Activity —
Each line from the start of the entries through the line that contains "pub struct InMemoryLedgerStore" should be output exactly, please.

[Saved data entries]
▶

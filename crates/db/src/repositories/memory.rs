use std::sync::atomic::{AtomicBool, AtomicUsize, Ordering};

use async_trait::async_trait;
use tokio::sync::RwLock;

use punchclock_core::ledger::{LedgerDocument, LedgerStore, StoreError};

#[derive(Default)]
pub struct InMemoryLedgerStore {
    document: RwLock<LedgerDocument>,
    saves: AtomicUsize,
    fail_writes: AtomicBool,
}

impl InMemoryLedgerStore {
    pub fn with_document(document: LedgerDocument) -> Self {
        Self { document: RwLock::new(document), ..Self::default() }
    }

    pub async fn document(&self) -> LedgerDocument {
        self.document.read().await.clone()
    }

    pub fn save_count(&self) -> usize {
        self.saves.load(Ordering::SeqCst)
    }

    /// Makes subsequent saves fail until switched back off.
    pub fn set_fail_writes(&self, fail: bool) {
        self.fail_writes.store(fail, Ordering::SeqCst);
    }
}

#[async_trait]
impl LedgerStore for InMemoryLedgerStore {
    async fn load(&self) -> Result<LedgerDocument, StoreError> {
        Ok(self.document.read().await.clone())
    }

    async fn save(&self, document: &LedgerDocument) -> Result<(), StoreError> {
        if self.fail_writes.load(Ordering::SeqCst) {
            return Err(StoreError::Unavailable("in-memory store is refusing writes".to_owned()));
        }

        *self.document.write().await = document.clone();
        self.saves.fetch_add(1, Ordering::SeqCst);
        Ok(())
    }

    fn describe(&self) -> String {
        "memory".to_owned()
    }
}
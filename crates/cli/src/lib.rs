pub mod commands;

use clap::{Parser, Subcommand};
use std::process::ExitCode;

#[derive(Debug, Parser)]
#[command(
    name = "punchclock",
    about = "Punchclock operator CLI",
    long_about = "Inspect punchclock configuration, readiness, and the persisted attendance ledger.",
    after_help = "Examples:\n  punchclock doctor --json\n  punchclock config\n  punchclock ranking\n  punchclock total C0123456789"
)]
pub struct Cli {
    #[command(subcommand)]
    command: Command,
}

#[derive(Debug, Subcommand)]
enum Command {
    #[command(
        about = "Inspect effective configuration values with source attribution and redaction"
    )]
    Config,
    #[command(about = "Validate config, Slack token readiness, and ledger document readability")]
    Doctor {
        #[arg(long, help = "Emit machine-readable JSON output")]
        json: bool,
    },
    #[command(about = "Render the leaderboard from the persisted ledger document")]
    Ranking,
    #[command(about = "Show one worker's accumulated total and session state")]
    Total {
        #[arg(help = "Worker channel id")]
        channel: String,
    },
}

pub fn run() -> ExitCode {
    let cli = Cli::parse();

    let result = match cli.command {
        Command::Config => {
            commands::CommandResult { exit_code: 0, output: commands::config::run() }
        }
        Command::Doctor { json } => {
            commands::CommandResult { exit_code: 0, output: commands::doctor::run(json) }
        }
        Command::Ranking => commands::ranking::run(),
        Command::Total { channel } => commands::total::run(&channel),
    };

    println!("{}", result.output);
    ExitCode::from(result.exit_code)
}
use std::sync::Arc;

use tracing::{info, warn};

use crate::blocks::clock_panel_message;
use crate::platform::{delete_own_recent_messages, ChatPlatform, PlatformError};

#[derive(Clone, Debug, Default, PartialEq, Eq)]
pub struct PanelReport {
    pub posted: Vec<String>,
    pub skipped: Vec<String>,
}

/// Posts a fresh clock panel in every worker channel.
pub struct PanelPublisher {
    platform: Arc<dyn ChatPlatform>,
    history_limit: u32,
}

impl PanelPublisher {
    pub fn new(platform: Arc<dyn ChatPlatform>, history_limit: u32) -> Self {
        Self { platform, history_limit }
    }

    /// Channels that fail for any reason are skipped; one bad channel never
    /// keeps the others from getting a panel.
    pub async fn post_all(&self, channel_ids: &[String]) -> PanelReport {
        let mut report = PanelReport::default();

        for channel_id in channel_ids {
            match self.post(channel_id).await {
                Ok(()) => report.posted.push(channel_id.clone()),
                Err(error) => {
                    warn!(
                        event_name = "panel.channel_skipped",
                        channel_id = %channel_id,
                        error = %error,
                        "could not post clock panel; skipping channel"
                    );
                    report.skipped.push(channel_id.clone());
                }
            }
        }

        info!(
            event_name = "panel.posted",
            posted = report.posted.len(),
            skipped = report.skipped.len(),
            "clock panels refreshed"
        );
        report
    }

    async fn post(&self, channel_id: &str) -> Result<(), PlatformError> {
        delete_own_recent_messages(self.platform.as_ref(), channel_id, self.history_limit).await?;
        self.platform.send_message(channel_id, &clock_panel_message()).await?;
        Ok(())
    }
}
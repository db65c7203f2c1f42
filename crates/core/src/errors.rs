use thiserror::Error;

use crate::domain::worker::WorkerId;

#[derive(Clone, Debug, Error, PartialEq, Eq)]
pub enum ClockError {
    #[error("worker {worker_id} is already clocked in")]
    AlreadyClockedIn { worker_id: WorkerId },
    #[error("worker {worker_id} is not clocked in")]
    NotClockedIn { worker_id: WorkerId },
}

#[derive(Clone, Debug, Error, PartialEq, Eq)]
pub enum ApplicationError {
    #[error(transparent)]
    Clock(#[from] ClockError),
    #[error("persistence failure: {0}")]
    Persistence(String),
    #[error("integration failure: {0}")]
    Integration(String),
    #[error("configuration failure: {0}")]
    Configuration(String),
}

#[derive(Clone, Debug, Error, PartialEq, Eq)]
pub enum InterfaceError {
    #[error("rejected: {message}")]
    Rejected { message: String, correlation_id: String },
    #[error("service unavailable: {message}")]
    ServiceUnavailable { message: String, correlation_id: String },
    #[error("internal error: {message}")]
    Internal { message: String, correlation_id: String },
}

impl InterfaceError {
    /// Text safe to show the acting user. Never carries the correlation id.
    pub fn user_message(&self) -> &str {
        match self {
            Self::Rejected { message, .. } => message,
            Self::ServiceUnavailable { .. } => {
                "Your action could not be saved right now. Please try again shortly."
            }
            Self::Internal { .. } => "An unexpected internal error occurred.",
        }
    }

    pub fn correlation_id(&self) -> &str {
        match self {
            Self::Rejected { correlation_id, .. }
            | Self::ServiceUnavailable { correlation_id, .. }
            | Self::Internal { correlation_id, .. } => correlation_id,
        }
    }
}

impl ApplicationError {
    pub fn into_interface(self, correlation_id: impl Into<String>) -> InterfaceError {
        let correlation_id = correlation_id.into();
        let mut mapped = InterfaceError::from(self);
        match &mut mapped {
            InterfaceError::Rejected { correlation_id: id, .. }
            | InterfaceError::ServiceUnavailable { correlation_id: id, .. }
            | InterfaceError::Internal { correlation_id: id, .. } => *id = correlation_id,
        }
        mapped
    }
}

impl From<ApplicationError> for InterfaceError {
    fn from(value: ApplicationError) -> Self {
        match value {
            ApplicationError::Clock(ClockError::AlreadyClockedIn { .. }) => Self::Rejected {
                message: "⚠️ You had already clocked in.".to_owned(),
                correlation_id: "unassigned".to_owned(),
            },
            ApplicationError::Clock(ClockError::NotClockedIn { .. }) => Self::Rejected {
                message: "⚠️ You had not clocked in.".to_owned(),
                correlation_id: "unassigned".to_owned(),
            },
            ApplicationError::Persistence(message) | ApplicationError::Integration(message) => {
                Self::ServiceUnavailable { message, correlation_id: "unassigned".to_owned() }
            }
            ApplicationError::Configuration(message) => {
                Self::Internal { message, correlation_id: "unassigned".to_owned() }
            }
        }
    }
}
use std::path::PathBuf;

use async_trait::async_trait;
use thiserror::Error;

use super::LedgerDocument;

#[derive(Debug, Error)]
pub enum StoreError {
    #[error("could not read ledger document `{path}`: {source}")]
    Read { path: PathBuf, source: std::io::Error },
    #[error("could not write ledger document `{path}`: {source}")]
    Write { path: PathBuf, source: std::io::Error },
    #[error("ledger document `{path}` is malformed: {source}")]
    Decode { path: PathBuf, source: serde_json::Error },
    #[error("could not encode ledger document: {0}")]
    Encode(#[source] serde_json::Error),
    #[error("ledger store unavailable: {0}")]
    Unavailable(String),
}

/// Durable home of the whole ledger document.
///
/// `load` returns an empty document when nothing has been stored yet.
/// `save` replaces the stored document in full.
#[async_trait]
pub trait LedgerStore: Send + Sync {
    async fn load(&self) -> Result<LedgerDocument, StoreError>;
    async fn save(&self, document: &LedgerDocument) -> Result<(), StoreError>;
    fn describe(&self) -> String;
}
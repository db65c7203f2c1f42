use async_trait::async_trait;
use thiserror::Error;

use crate::blocks::MessageTemplate;

#[derive(Clone, Debug, Error, PartialEq, Eq)]
pub enum PlatformError {
    /// The channel does not exist or the bot cannot see it.
    #[error("channel `{0}` is unavailable")]
    ChannelNotFound(String),
    #[error("platform request failed: {0}")]
    Request(String),
    #[error("platform rejected `{method}`: {error}")]
    Api { method: String, error: String },
    #[error("platform response for `{method}` could not be decoded: {detail}")]
    Decode { method: String, detail: String },
}

#[derive(Clone, Debug, PartialEq, Eq)]
pub struct RecentMessage {
    pub message_id: String,
    pub authored_by_self: bool,
}

/// Outbound side of the chat platform.
#[async_trait]
pub trait ChatPlatform: Send + Sync {
    /// Posts a message and returns its id.
    async fn send_message(
        &self,
        channel_id: &str,
        message: &MessageTemplate,
    ) -> Result<String, PlatformError>;

    /// Posts a message only `user_id` can see.
    async fn send_ephemeral(
        &self,
        channel_id: &str,
        user_id: &str,
        message: &MessageTemplate,
    ) -> Result<(), PlatformError>;

    async fn delete_message(&self, channel_id: &str, message_id: &str)
        -> Result<(), PlatformError>;

    /// Newest first, at most `limit` messages.
    async fn list_recent_messages(
        &self,
        channel_id: &str,
        limit: u32,
    ) -> Result<Vec<RecentMessage>, PlatformError>;

    /// `Ok(None)` when the channel has no usable name.
    async fn channel_display_name(&self, channel_id: &str)
        -> Result<Option<String>, PlatformError>;
}

/// Removes self-authored messages among the last `limit` in a channel.
///
/// Individual delete failures are logged and skipped. Listing failures are
/// returned so callers can decide whether the channel is usable at all.
pub async fn delete_own_recent_messages(
    platform: &dyn ChatPlatform,
    channel_id: &str,
    limit: u32,
) -> Result<usize, PlatformError> {
    let recent = platform.list_recent_messages(channel_id, limit).await?;
    let mut deleted = 0;

    for message in recent.iter().filter(|message| message.authored_by_self) {
        match platform.delete_message(channel_id, &message.message_id).await {
            Ok(()) => deleted += 1,
            Err(error) => {
                tracing::warn!(
                    event_name = "egress.slack.delete_failed",
                    channel_id,
                    message_id = %message.message_id,
                    error = %error,
                    "failed to delete previous bot message; continuing"
                );
            }
        }
    }

    Ok(deleted)
}
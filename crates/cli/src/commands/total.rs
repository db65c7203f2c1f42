use punchclock_core::domain::worker::WorkerId;
use punchclock_core::ranking::format_total;
use serde_json::json;

use crate::commands::{load_ledger, CommandResult};

pub fn run(channel: &str) -> CommandResult {
    let channel = channel.trim();
    if channel.is_empty() {
        return CommandResult::failure("total", "invalid_argument", "channel id is required", 2);
    }

    let (config, ledger) = match load_ledger("total") {
        Ok(loaded) => loaded,
        Err(failure) => return failure,
    };

    let worker_id = WorkerId::new(channel);
    let record = ledger.record(&worker_id);
    let total = ledger.total(&worker_id);
    let clock_in = record.and_then(|record| record.clock_in_timestamp);

    let mut message = format!("{channel}: {}", format_total(total));
    if !config.attendance.unit_label.trim().is_empty() {
        message = format!("{message} {}", config.attendance.unit_label.trim());
    }
    if clock_in.is_some() {
        message.push_str(" (clocked in)");
    }

    CommandResult::success_with_data(
        "total",
        message,
        Some(json!({
            "worker_id": channel,
            "registered": config.is_worker_channel(channel),
            "total": total,
            "clocked_in": clock_in.is_some(),
            "clock_in_timestamp": clock_in.map(|timestamp| timestamp.to_rfc3339()),
        })),
    )
}
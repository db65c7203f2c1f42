use std::fmt;

use chrono::{DateTime, Duration, Local, NaiveDateTime, Offset, TimeZone, Utc};
use serde::{Deserialize, Deserializer, Serialize};

/// Stable identity of a worker: the id of the worker's dedicated channel.
#[derive(Clone, Debug, PartialEq, Eq, PartialOrd, Ord, Hash, Serialize, Deserialize)]
#[serde(transparent)]
pub struct WorkerId(pub String);

impl WorkerId {
    pub fn new(channel_id: impl Into<String>) -> Self {
        Self(channel_id.into())
    }

    pub fn as_str(&self) -> &str {
        &self.0
    }
}

impl fmt::Display for WorkerId {
    fn fmt(&self, f: &mut fmt::Formatter<'_>) -> fmt::Result {
        f.write_str(&self.0)
    }
}

/// Session state and running total for one worker.
///
/// `clock_in_timestamp` is present iff the worker has an open session.
/// `accumulated_minutes` only ever grows.
#[derive(Clone, Debug, Default, PartialEq, Serialize, Deserialize)]
#[serde(rename_all = "camelCase")]
pub struct WorkerRecord {
    #[serde(default, alias = "ingreso", deserialize_with = "deserialize_clock_in")]
    pub clock_in_timestamp: Option<DateTime<Utc>>,
    #[serde(default, alias = "total_minutos")]
    pub accumulated_minutes: f64,
}

impl WorkerRecord {
    pub fn is_clocked_in(&self) -> bool {
        self.clock_in_timestamp.is_some()
    }
}

fn deserialize_clock_in<'de, D>(deserializer: D) -> Result<Option<DateTime<Utc>>, D::Error>
where
    D: Deserializer<'de>,
{
    let Some(raw) = Option::<String>::deserialize(deserializer)? else {
        return Ok(None);
    };
    let trimmed = raw.trim();
    if trimmed.is_empty() {
        return Ok(None);
    }

    parse_timestamp(trimmed).map(Some).ok_or_else(|| {
        serde::de::Error::custom(format!("invalid clock-in timestamp `{trimmed}`"))
    })
}

/// Parses an RFC 3339 timestamp, or a naive ISO-8601 one read as host
/// local time.
pub fn parse_timestamp(value: &str) -> Option<DateTime<Utc>> {
    if let Ok(timestamp) = DateTime::parse_from_rfc3339(value) {
        return Some(timestamp.with_timezone(&Utc));
    }

    // Documents written by the previous bot carry naive local timestamps.
    NaiveDateTime::parse_from_str(value, "%Y-%m-%dT%H:%M:%S%.f")
        .ok()
        .map(|naive| naive_local_to_utc(&Local, naive))
}

fn naive_local_to_utc<Tz: TimeZone>(zone: &Tz, naive: NaiveDateTime) -> DateTime<Utc> {
    match zone.from_local_datetime(&naive).earliest() {
        Some(local) => local.with_timezone(&Utc),
        // Wall time skipped by a DST jump: use the offset in force around it.
        None => {
            let offset = zone.offset_from_utc_datetime(&naive).fix().local_minus_utc();
            (naive - Duration::seconds(i64::from(offset))).and_utc()
        }
    }
}
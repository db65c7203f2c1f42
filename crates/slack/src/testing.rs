//! In-memory [`ChatPlatform`] for handler and publisher tests.

use std::collections::{HashMap, HashSet};

use async_trait::async_trait;
use tokio::sync::Mutex;

use crate::blocks::MessageTemplate;
use crate::platform::{ChatPlatform, PlatformError, RecentMessage};

#[derive(Default)]
struct ChannelState {
    name: Option<String>,
    /// Oldest first; `(id, authored_by_self)`.
    history: Vec<(String, bool)>,
}

#[derive(Default)]
struct FakeState {
    channels: HashMap<String, ChannelState>,
    broken_lookups: HashSet<String>,
    undeletable: HashSet<String>,
    sent: Vec<(String, MessageTemplate)>,
    ephemeral: Vec<(String, String, MessageTemplate)>,
    deleted: Vec<(String, String)>,
    next_id: u64,
}

#[derive(Default)]
pub(crate) struct FakeChatPlatform {
    state: Mutex<FakeState>,
}

impl FakeChatPlatform {
    pub(crate) async fn add_channel(&self, channel_id: &str, name: Option<&str>) {
        self.state.lock().await.channels.insert(
            channel_id.to_owned(),
            ChannelState { name: name.map(str::to_owned), history: Vec::new() },
        );
    }

    pub(crate) async fn seed_message(&self, channel_id: &str, message_id: &str, own: bool) {
        let mut state = self.state.lock().await;
        if let Some(channel) = state.channels.get_mut(channel_id) {
            channel.history.push((message_id.to_owned(), own));
        }
    }

    pub(crate) async fn break_lookup(&self, channel_id: &str) {
        self.state.lock().await.broken_lookups.insert(channel_id.to_owned());
    }

    pub(crate) async fn refuse_delete(&self, message_id: &str) {
        self.state.lock().await.undeletable.insert(message_id.to_owned());
    }

    pub(crate) async fn sent(&self) -> Vec<(String, MessageTemplate)> {
        self.state.lock().await.sent.clone()
    }

    pub(crate) async fn ephemeral(&self) -> Vec<(String, String, MessageTemplate)> {
        self.state.lock().await.ephemeral.clone()
    }

    pub(crate) async fn deleted(&self) -> Vec<(String, String)> {
        self.state.lock().await.deleted.clone()
    }

    pub(crate) async fn history(&self, channel_id: &str) -> Vec<String> {
        self.state
            .lock()
            .await
            .channels
            .get(channel_id)
            .map(|channel| channel.history.iter().map(|(id, _)| id.clone()).collect())
            .unwrap_or_default()
    }
}

#[async_trait]
impl ChatPlatform for FakeChatPlatform {
    async fn send_message(
        &self,
        channel_id: &str,
        message: &MessageTemplate,
    ) -> Result<String, PlatformError> {
        let mut state = self.state.lock().await;
        state.next_id += 1;
        let message_id = format!("ts-{}", state.next_id);
        let channel = state
            .channels
            .get_mut(channel_id)
            .ok_or_else(|| PlatformError::ChannelNotFound(channel_id.to_owned()))?;
        channel.history.push((message_id.clone(), true));
        state.sent.push((channel_id.to_owned(), message.clone()));
        Ok(message_id)
    }

    async fn send_ephemeral(
        &self,
        channel_id: &str,
        user_id: &str,
        message: &MessageTemplate,
    ) -> Result<(), PlatformError> {
        let mut state = self.state.lock().await;
        if !state.channels.contains_key(channel_id) {
            return Err(PlatformError::ChannelNotFound(channel_id.to_owned()));
        }
        state.ephemeral.push((channel_id.to_owned(), user_id.to_owned(), message.clone()));
        Ok(())
    }

    async fn delete_message(
        &self,
        channel_id: &str,
        message_id: &str,
    ) -> Result<(), PlatformError> {
        let mut state = self.state.lock().await;
        if state.undeletable.contains(message_id) {
            return Err(PlatformError::Api {
                method: "chat.delete".to_owned(),
                error: "cant_delete_message".to_owned(),
            });
        }
        let channel = state
            .channels
            .get_mut(channel_id)
            .ok_or_else(|| PlatformError::ChannelNotFound(channel_id.to_owned()))?;
        channel.history.retain(|(id, _)| id != message_id);
        state.deleted.push((channel_id.to_owned(), message_id.to_owned()));
        Ok(())
    }

    async fn list_recent_messages(
        &self,
        channel_id: &str,
        limit: u32,
    ) -> Result<Vec<RecentMessage>, PlatformError> {
        let state = self.state.lock().await;
        let channel = state
            .channels
            .get(channel_id)
            .ok_or_else(|| PlatformError::ChannelNotFound(channel_id.to_owned()))?;
        Ok(channel
            .history
            .iter()
            .rev()
            .take(limit as usize)
            .map(|(id, own)| RecentMessage { message_id: id.clone(), authored_by_self: *own })
            .collect())
    }

    async fn channel_display_name(
        &self,
        channel_id: &str,
    ) -> Result<Option<String>, PlatformError> {
        let state = self.state.lock().await;
        if state.broken_lookups.contains(channel_id) {
            return Err(PlatformError::Request("lookup timed out".to_owned()));
        }
        state
            .channels
            .get(channel_id)
            .map(|channel| channel.name.clone())
            .ok_or_else(|| PlatformError::ChannelNotFound(channel_id.to_owned()))
    }
}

◀

Task result —
filename crates/db/src/repositories/memory.rs
use std::sync::atomic::{AtomicBool, AtomicUsize, Ordering};

use async_trait::async_trait;
use tokio::sync::RwLock;

use punchclock_core::ledger::{LedgerDocument, LedgerStore, StoreError};

#[derive(Default)]
pub struct InMemoryLedgerStore {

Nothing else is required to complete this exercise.